(Dataset entries)

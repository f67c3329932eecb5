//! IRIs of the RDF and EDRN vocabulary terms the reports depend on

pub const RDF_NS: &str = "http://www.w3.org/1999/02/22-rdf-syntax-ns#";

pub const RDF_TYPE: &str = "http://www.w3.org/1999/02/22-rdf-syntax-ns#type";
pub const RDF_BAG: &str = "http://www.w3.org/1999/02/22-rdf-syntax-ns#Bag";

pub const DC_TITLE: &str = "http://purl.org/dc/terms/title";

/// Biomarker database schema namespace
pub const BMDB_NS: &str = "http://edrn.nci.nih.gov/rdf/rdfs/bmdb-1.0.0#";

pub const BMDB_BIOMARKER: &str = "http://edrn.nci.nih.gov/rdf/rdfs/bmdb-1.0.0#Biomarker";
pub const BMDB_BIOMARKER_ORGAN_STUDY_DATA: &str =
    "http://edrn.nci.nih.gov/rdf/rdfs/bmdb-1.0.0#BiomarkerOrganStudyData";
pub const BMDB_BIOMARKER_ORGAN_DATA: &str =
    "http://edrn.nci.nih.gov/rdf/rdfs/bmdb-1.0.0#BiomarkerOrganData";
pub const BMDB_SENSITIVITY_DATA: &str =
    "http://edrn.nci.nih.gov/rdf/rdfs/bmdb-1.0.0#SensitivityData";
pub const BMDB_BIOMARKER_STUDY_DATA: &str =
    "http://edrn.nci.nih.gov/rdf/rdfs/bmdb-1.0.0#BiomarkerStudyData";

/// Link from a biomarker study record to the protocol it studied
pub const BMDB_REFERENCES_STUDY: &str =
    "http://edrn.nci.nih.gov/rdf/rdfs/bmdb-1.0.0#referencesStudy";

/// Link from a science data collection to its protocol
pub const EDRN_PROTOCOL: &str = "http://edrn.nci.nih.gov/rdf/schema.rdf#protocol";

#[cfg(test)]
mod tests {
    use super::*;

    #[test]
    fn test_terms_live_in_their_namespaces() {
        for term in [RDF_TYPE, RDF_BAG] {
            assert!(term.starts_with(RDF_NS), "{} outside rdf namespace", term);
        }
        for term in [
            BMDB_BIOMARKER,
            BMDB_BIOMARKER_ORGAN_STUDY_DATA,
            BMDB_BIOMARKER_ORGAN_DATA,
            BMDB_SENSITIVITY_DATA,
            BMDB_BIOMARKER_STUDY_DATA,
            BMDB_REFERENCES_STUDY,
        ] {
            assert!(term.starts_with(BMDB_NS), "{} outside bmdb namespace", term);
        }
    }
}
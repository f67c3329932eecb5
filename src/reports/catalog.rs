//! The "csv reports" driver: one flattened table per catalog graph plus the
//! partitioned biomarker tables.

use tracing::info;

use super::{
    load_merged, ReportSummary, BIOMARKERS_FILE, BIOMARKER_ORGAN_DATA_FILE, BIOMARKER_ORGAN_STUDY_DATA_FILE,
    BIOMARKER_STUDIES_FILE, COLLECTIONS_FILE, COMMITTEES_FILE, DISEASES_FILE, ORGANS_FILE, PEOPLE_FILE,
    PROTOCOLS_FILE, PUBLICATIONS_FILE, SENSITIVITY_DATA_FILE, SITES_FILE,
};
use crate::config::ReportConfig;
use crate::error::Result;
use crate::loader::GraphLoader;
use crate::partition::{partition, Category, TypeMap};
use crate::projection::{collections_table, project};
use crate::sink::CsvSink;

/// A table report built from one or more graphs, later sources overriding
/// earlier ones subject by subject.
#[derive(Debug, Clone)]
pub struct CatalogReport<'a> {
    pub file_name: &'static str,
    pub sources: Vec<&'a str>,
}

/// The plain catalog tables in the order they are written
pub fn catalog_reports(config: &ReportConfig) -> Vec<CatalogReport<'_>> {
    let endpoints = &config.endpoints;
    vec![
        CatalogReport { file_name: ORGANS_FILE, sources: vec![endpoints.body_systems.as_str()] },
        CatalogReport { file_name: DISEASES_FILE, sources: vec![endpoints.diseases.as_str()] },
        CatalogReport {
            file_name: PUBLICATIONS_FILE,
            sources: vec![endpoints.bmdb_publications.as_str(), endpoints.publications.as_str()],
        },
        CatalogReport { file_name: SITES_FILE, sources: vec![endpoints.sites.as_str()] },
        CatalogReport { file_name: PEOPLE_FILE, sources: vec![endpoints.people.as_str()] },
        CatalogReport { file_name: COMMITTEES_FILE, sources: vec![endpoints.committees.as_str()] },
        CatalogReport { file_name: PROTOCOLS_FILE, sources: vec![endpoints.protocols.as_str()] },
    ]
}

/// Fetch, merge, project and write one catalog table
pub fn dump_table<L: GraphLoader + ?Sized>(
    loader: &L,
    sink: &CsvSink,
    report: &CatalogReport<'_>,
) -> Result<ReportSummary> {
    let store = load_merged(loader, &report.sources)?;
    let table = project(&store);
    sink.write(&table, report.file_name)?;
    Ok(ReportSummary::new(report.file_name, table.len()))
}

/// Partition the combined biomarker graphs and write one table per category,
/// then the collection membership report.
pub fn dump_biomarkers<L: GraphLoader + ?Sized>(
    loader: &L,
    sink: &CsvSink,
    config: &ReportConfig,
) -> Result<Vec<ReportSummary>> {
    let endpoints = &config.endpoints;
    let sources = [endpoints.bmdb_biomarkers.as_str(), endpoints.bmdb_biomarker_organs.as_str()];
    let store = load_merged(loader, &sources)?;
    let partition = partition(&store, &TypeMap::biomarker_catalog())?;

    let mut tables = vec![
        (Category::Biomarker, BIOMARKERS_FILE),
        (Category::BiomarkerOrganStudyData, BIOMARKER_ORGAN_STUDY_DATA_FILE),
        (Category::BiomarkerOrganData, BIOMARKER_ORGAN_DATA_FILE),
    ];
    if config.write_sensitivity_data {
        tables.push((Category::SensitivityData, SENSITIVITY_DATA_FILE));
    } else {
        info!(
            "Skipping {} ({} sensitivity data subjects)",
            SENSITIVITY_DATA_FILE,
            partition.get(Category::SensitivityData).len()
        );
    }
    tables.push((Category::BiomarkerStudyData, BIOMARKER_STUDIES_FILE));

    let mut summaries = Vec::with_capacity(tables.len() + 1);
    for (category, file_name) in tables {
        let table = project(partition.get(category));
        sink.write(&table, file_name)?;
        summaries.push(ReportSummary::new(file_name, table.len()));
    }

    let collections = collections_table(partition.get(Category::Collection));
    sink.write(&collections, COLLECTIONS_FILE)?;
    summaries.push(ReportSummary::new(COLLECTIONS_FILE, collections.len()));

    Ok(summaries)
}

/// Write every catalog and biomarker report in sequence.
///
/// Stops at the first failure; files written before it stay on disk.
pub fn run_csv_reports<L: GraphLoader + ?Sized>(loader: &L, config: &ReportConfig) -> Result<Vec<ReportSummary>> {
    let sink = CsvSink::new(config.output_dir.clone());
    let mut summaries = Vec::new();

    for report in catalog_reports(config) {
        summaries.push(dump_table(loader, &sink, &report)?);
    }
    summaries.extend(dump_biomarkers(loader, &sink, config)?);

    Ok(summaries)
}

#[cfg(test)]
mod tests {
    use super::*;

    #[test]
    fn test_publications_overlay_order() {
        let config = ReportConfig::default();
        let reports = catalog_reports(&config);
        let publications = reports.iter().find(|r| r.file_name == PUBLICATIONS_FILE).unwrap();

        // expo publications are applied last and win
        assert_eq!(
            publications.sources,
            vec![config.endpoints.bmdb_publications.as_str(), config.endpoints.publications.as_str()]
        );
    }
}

(Action item) Print the records above exactly. Omit nothing.

(The completed task)
repository f67c3329932eecb5
//! IRIs of the RDF and EDRN vocabulary terms the reports depend on

pub const RDF_NS: &str = "http://www.w3.org/1999/02/22-rdf-syntax-ns#";

pub const RDF_TYPE: &str = "http://www.w3.org/1999/02/22-rdf-syntax-ns#type";
pub const RDF_BAG: &str = "http://www.w3.org/1999/02/22-rdf-syntax-ns#Bag";

pub const DC_TITLE: &str = "http://purl.org/dc/terms/title";

/// Biomarker database schema namespace
pub const BMDB_NS: &str = "http://edrn.nci.nih.gov/rdf/rdfs/bmdb-1.0.0#";

pub const BMDB_BIOMARKER: &str = "http://edrn.nci.nih.gov/rdf/rdfs/bmdb-1.0.0#Biomarker";
pub const BMDB_BIOMARKER_ORGAN_STUDY_DATA: &str =
    "http://edrn.nci.nih.gov/rdf/rdfs/bmdb-1.0.0#BiomarkerOrganStudyData";
pub const BMDB_BIOMARKER_ORGAN_DATA: &str =
    "http://edrn.nci.nih.gov/rdf/rdfs/bmdb-1.0.0#BiomarkerOrganData";
pub const BMDB_SENSITIVITY_DATA: &str =
    "http://edrn.nci.nih.gov/rdf/rdfs/bmdb-1.0.0#SensitivityData";
pub const BMDB_BIOMARKER_STUDY_DATA: &str =
    "http://edrn.nci.nih.gov/rdf/rdfs/bmdb-1.0.0#BiomarkerStudyData";

/// Link from a biomarker study record to the protocol it studied
pub const BMDB_REFERENCES_STUDY: &str =
    "http://edrn.nci.nih.gov/rdf/rdfs/bmdb-1.0.0#referencesStudy";

/// Link from a science data collection to its protocol
pub const EDRN_PROTOCOL: &str = "http://edrn.nci.nih.gov/rdf/schema.rdf#protocol";

#[cfg(test)]
mod tests {
    use super::*;

    #[test]
    fn test_terms_live_in_their_namespaces() {
        for term in [RDF_TYPE, RDF_BAG] {
            assert!(term.starts_with(RDF_NS), "{} outside rdf namespace", term);
        }
        for term in [
            BMDB_BIOMARKER,
            BMDB_BIOMARKER_ORGAN_STUDY_DATA,
            BMDB_BIOMARKER_ORGAN_DATA,
            BMDB_SENSITIVITY_DATA,
            BMDB_BIOMARKER_STUDY_DATA,
            BMDB_REFERENCES_STUDY,
        ] {
            assert!(term.starts_with(BMDB_NS), "{} outside bmdb namespace", term);
        }
    }
}
repository f67c3329932eecb5
filename src/reports/catalog.rs
//! The "csv reports" driver: one flattened table per catalog graph plus the
//! partitioned biomarker tables.

use tracing::info;

use super::{
    load_merged, ReportSummary, BIOMARKERS_FILE, BIOMARKER_ORGAN_DATA_FILE, BIOMARKER_ORGAN_STUDY_DATA_FILE,
    BIOMARKER_STUDIES_FILE, COLLECTIONS_FILE, COMMITTEES_FILE, DISEASES_FILE, ORGANS_FILE, PEOPLE_FILE,
    PROTOCOLS_FILE, PUBLICATIONS_FILE, SENSITIVITY_DATA_FILE, SITES_FILE,
};
use crate::config::ReportConfig;
use crate::error::Result;
use crate::loader::GraphLoader;
use crate::partition::{partition, Category, TypeMap};
use crate::projection::{collections_table, project};
use crate::sink::CsvSink;

/// A table report built from one or more graphs, later sources overriding
/// earlier ones subject by subject.
#[derive(Debug, Clone)]
pub struct CatalogReport<'a> {
    pub file_name: &'static str,
    pub sources: Vec<&'a str>,
}

/// The plain catalog tables in the order they are written
pub fn catalog_reports(config: &ReportConfig) -> Vec<CatalogReport<'_>> {
    let endpoints = &config.endpoints;
    vec![
        CatalogReport { file_name: ORGANS_FILE, sources: vec![endpoints.body_systems.as_str()] },
        CatalogReport { file_name: DISEASES_FILE, sources: vec![endpoints.diseases.as_str()] },
        CatalogReport {
            file_name: PUBLICATIONS_FILE,
            sources: vec![endpoints.bmdb_publications.as_str(), endpoints.publications.as_str()],
        },
        CatalogReport { file_name: SITES_FILE, sources: vec![endpoints.sites.as_str()] },
        CatalogReport { file_name: PEOPLE_FILE, sources: vec![endpoints.people.as_str()] },
        CatalogReport { file_name: COMMITTEES_FILE, sources: vec![endpoints.committees.as_str()] },
        CatalogReport { file_name: PROTOCOLS_FILE, sources: vec![endpoints.protocols.as_str()] },
    ]
}

/// Fetch, merge, project and write one catalog table
pub fn dump_table<L: GraphLoader + ?Sized>(
    loader: &L,
    sink: &CsvSink,
    report: &CatalogReport<'_>,
) -> Result<ReportSummary> {
    let store = load_merged(loader, &report.sources)?;
    let table = project(&store);
    sink.write(&table, report.file_name)?;
    Ok(ReportSummary::new(report.file_name, table.len()))
}

/// Partition the combined biomarker graphs and write one table per category,
/// then the collection membership report.
pub fn dump_biomarkers<L: GraphLoader + ?Sized>(
    loader: &L,
    sink: &CsvSink,
    config: &ReportConfig,
) -> Result<Vec<ReportSummary>> {
    let endpoints = &config.endpoints;
    let sources = [endpoints.bmdb_biomarkers.as_str(), endpoints.bmdb_biomarker_organs.as_str()];
    let store = load_merged(loader, &sources)?;
    let partition = partition(&store, &TypeMap::biomarker_catalog())?;

    let mut tables = vec![
        (Category::Biomarker, BIOMARKERS_FILE),
        (Category::BiomarkerOrganStudyData, BIOMARKER_ORGAN_STUDY_DATA_FILE),
        (Category::BiomarkerOrganData, BIOMARKER_ORGAN_DATA_FILE),
    ];
    if config.write_sensitivity_data {
        tables.push((Category::SensitivityData, SENSITIVITY_DATA_FILE));
    } else {
        info!(
            "Skipping {} ({} sensitivity data subjects)",
            SENSITIVITY_DATA_FILE,
            partition.get(Category::SensitivityData).len()
        );
    }
    tables.push((Category::BiomarkerStudyData, BIOMARKER_STUDIES_FILE));

    let mut summaries = Vec::with_capacity(tables.len() + 1);
    for (category, file_name) in tables {
        let table = project(partition.get(category));
        sink.write(&table, file_name)?;
        summaries.push(ReportSummary::new(file_name, table.len()));
    }

    let collections = collections_table(partition.get(Category::Collection));
    sink.write(&collections, COLLECTIONS_FILE)?;
    summaries.push(ReportSummary::new(COLLECTIONS_FILE, collections.len()));

    Ok(summaries)
}

/// Write every catalog and biomarker report in sequence.
///
/// Stops at the first failure; files written before it stay on disk.
pub fn run_csv_reports<L: GraphLoader + ?Sized>(loader: &L, config: &ReportConfig) -> Result<Vec<ReportSummary>> {
    let sink = CsvSink::new(config.output_dir.clone());
    let mut summaries = Vec::new();

    for report in catalog_reports(config) {
        summaries.push(dump_table(loader, &sink, &report)?);
    }
    summaries.extend(dump_biomarkers(loader, &sink, config)?);

    Ok(summaries)
}

#[cfg(test)]
mod tests {
    use super::*;

    #[test]
    fn test_publications_overlay_order() {
        let config = ReportConfig::default();
        let reports = catalog_reports(&config);
        let publications = reports.iter().find(|r| r.file_name == PUBLICATIONS_FILE).unwrap();

        // expo publications are applied last and win
        assert_eq!(
            publications.sources,
            vec![config.endpoints.bmdb_publications.as_str(), config.endpoints.publications.as_str()]
        );
    }
}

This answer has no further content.